SOURCE RECORDS
==========

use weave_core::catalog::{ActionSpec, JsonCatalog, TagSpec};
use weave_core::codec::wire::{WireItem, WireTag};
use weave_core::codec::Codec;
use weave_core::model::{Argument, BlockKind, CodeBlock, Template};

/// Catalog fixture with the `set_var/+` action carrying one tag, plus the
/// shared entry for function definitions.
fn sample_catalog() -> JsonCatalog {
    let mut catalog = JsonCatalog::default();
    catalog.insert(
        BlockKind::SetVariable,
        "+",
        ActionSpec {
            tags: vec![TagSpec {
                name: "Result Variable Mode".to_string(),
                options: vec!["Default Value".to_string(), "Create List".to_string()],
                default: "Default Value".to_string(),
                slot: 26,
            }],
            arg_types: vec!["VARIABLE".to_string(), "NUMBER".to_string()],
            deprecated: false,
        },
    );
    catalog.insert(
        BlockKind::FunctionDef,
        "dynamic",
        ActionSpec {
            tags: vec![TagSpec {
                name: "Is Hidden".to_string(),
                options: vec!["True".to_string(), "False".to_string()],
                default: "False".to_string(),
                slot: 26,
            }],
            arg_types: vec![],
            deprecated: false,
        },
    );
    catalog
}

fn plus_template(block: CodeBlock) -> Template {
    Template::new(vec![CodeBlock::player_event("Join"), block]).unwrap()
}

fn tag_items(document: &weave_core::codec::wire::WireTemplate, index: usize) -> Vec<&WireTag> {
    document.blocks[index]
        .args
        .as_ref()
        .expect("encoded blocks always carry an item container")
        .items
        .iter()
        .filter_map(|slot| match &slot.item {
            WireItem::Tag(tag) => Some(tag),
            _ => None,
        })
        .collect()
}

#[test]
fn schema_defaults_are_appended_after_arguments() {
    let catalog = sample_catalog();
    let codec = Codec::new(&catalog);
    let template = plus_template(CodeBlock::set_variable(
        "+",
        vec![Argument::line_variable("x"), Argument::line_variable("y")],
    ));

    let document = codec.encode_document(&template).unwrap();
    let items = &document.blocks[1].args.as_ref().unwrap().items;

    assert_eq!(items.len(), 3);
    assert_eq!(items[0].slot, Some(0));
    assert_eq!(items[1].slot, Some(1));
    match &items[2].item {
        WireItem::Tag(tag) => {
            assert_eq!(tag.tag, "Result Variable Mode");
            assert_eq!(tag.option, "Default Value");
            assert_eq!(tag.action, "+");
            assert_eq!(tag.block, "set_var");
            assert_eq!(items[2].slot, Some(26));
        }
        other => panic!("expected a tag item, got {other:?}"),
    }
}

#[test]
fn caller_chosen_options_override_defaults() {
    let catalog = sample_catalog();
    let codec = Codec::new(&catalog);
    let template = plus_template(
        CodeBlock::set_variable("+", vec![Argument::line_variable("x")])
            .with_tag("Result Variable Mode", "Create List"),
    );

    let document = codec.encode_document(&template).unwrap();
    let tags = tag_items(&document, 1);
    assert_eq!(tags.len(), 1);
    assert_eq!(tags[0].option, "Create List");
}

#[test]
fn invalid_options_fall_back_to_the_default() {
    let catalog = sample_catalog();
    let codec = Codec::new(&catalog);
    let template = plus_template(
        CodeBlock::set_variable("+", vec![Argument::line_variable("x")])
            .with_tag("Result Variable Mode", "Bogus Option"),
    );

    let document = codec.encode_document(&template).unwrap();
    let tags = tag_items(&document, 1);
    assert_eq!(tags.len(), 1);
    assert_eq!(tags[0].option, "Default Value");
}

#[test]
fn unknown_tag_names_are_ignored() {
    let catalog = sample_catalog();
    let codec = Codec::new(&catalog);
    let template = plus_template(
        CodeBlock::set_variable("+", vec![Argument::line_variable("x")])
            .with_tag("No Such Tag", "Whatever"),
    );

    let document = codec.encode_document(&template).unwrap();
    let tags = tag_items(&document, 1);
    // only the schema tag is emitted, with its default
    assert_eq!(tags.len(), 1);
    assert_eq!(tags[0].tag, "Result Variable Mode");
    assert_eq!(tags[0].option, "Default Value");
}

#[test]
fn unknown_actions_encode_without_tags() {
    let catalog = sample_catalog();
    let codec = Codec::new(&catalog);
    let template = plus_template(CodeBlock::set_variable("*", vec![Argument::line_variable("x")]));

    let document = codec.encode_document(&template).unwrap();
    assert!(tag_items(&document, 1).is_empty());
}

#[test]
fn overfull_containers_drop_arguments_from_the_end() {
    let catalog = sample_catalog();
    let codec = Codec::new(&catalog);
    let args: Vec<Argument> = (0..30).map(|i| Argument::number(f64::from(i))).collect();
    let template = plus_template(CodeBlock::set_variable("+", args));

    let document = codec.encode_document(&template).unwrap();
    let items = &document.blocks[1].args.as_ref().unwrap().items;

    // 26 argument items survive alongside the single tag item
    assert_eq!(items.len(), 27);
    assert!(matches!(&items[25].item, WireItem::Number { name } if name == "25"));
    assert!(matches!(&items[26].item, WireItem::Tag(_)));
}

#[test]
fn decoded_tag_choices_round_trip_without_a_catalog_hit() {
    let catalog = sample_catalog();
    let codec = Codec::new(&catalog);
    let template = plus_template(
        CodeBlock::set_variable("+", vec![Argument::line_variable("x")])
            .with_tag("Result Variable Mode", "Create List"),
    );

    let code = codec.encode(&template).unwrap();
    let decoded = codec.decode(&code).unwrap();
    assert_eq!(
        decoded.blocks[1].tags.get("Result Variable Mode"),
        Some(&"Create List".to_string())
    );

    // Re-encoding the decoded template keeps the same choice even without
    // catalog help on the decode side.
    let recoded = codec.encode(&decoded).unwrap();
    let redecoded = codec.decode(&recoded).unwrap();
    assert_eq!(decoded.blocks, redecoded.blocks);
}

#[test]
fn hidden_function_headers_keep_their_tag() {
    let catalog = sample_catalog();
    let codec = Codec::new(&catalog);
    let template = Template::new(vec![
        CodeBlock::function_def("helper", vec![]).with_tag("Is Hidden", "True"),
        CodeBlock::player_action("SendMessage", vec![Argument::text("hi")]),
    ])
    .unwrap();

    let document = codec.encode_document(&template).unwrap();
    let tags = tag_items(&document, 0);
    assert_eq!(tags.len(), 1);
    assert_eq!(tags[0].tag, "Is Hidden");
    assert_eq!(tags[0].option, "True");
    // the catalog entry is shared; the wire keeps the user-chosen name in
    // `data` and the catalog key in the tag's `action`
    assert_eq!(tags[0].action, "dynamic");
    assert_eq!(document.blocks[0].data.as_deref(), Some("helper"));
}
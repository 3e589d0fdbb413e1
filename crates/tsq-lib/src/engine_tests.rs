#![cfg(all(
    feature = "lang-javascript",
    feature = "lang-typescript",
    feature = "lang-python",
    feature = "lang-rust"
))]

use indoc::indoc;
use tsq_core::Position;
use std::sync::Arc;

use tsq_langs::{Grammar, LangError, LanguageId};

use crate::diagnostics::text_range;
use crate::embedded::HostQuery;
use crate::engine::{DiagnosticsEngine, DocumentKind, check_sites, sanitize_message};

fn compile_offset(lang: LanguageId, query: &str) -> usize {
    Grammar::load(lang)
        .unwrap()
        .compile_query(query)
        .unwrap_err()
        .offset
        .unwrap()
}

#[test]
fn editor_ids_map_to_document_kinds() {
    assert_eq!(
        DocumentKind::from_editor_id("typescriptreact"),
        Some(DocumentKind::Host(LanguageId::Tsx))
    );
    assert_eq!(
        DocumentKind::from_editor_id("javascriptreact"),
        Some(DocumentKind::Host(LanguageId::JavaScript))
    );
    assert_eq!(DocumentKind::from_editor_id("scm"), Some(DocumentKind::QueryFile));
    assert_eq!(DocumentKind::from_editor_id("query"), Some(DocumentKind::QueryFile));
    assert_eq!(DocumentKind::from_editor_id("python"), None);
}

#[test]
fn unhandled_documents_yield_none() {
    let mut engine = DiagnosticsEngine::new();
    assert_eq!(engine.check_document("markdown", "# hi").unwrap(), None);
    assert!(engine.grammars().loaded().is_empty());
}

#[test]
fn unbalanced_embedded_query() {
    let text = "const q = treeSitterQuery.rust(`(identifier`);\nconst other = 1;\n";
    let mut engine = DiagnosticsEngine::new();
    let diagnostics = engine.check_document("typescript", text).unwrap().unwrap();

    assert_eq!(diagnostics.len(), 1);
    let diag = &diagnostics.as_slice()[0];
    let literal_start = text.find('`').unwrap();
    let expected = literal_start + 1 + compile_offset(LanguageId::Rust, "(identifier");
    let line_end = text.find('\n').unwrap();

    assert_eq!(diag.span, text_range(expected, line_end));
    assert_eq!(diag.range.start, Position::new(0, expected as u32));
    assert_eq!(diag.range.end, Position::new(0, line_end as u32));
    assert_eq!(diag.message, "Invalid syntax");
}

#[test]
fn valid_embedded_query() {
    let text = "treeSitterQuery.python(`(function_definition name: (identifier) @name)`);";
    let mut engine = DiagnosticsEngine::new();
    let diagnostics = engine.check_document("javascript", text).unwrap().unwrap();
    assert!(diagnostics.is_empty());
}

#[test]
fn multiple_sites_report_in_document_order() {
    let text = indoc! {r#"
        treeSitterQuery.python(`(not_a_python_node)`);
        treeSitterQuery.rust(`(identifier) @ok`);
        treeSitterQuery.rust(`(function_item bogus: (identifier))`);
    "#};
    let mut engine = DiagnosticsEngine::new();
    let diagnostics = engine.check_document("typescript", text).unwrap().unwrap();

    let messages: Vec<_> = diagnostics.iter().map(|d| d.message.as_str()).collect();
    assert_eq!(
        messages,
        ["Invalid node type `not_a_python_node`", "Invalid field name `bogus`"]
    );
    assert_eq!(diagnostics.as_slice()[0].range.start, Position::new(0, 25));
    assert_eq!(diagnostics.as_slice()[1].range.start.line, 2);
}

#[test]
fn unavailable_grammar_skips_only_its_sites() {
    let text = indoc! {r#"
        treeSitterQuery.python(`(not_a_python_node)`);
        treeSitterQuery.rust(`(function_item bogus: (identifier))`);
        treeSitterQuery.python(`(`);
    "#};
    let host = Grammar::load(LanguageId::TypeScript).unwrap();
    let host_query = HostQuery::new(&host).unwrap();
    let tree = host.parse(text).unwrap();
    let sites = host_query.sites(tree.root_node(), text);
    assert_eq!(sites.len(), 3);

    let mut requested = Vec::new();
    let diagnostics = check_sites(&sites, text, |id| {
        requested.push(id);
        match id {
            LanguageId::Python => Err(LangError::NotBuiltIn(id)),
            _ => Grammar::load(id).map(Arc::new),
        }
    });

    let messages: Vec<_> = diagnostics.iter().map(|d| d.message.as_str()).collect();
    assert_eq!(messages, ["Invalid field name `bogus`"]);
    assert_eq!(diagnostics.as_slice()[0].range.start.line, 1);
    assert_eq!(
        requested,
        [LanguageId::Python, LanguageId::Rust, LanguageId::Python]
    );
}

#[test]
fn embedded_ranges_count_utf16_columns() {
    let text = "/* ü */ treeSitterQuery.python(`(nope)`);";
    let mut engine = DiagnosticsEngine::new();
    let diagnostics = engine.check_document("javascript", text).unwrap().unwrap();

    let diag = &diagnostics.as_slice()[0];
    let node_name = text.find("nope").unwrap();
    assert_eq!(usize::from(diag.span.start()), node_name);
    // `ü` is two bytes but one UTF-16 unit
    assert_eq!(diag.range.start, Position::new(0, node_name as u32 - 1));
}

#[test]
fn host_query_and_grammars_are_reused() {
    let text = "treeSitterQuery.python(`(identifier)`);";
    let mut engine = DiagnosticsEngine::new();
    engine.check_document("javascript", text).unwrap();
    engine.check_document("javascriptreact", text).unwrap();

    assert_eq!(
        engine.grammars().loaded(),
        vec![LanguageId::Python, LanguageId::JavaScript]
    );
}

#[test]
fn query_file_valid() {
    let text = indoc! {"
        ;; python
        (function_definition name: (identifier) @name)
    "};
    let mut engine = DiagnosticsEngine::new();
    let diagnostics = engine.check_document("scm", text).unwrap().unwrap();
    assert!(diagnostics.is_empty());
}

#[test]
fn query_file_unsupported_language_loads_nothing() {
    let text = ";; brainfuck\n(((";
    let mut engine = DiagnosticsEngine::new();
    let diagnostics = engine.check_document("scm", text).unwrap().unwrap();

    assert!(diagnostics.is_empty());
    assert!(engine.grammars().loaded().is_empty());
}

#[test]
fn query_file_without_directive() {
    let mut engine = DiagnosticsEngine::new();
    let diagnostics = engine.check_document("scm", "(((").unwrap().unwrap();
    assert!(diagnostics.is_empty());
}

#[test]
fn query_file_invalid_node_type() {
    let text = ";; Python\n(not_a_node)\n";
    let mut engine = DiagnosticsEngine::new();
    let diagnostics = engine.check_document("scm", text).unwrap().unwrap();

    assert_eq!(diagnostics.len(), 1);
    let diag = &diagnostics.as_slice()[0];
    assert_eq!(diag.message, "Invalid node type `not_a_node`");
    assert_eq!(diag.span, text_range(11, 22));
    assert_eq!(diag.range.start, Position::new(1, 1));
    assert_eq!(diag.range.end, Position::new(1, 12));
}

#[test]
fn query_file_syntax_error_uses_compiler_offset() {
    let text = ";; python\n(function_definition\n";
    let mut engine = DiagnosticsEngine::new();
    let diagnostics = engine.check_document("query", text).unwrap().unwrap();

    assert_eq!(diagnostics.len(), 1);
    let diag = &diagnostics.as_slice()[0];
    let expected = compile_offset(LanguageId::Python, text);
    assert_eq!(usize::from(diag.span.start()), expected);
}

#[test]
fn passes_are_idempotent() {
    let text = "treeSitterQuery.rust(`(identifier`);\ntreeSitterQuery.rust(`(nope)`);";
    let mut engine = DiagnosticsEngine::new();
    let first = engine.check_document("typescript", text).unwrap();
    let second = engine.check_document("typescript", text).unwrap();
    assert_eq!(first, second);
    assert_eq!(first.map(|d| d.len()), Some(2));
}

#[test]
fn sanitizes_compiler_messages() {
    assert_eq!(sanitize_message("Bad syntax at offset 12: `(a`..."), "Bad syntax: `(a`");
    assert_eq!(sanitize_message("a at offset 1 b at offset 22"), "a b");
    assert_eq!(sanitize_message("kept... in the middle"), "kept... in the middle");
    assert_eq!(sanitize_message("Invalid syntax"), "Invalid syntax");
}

==========

AIM OF THE EXERCISE
Among the lines of the data, identify those with the word "other". Copy each of them.

YOUR RESPONSE
        other => panic!("expected a tag item, got {other:?}"),
    let text = "const q = treeSitterQuery.rust(`(identifier`);\nconst other = 1;\n";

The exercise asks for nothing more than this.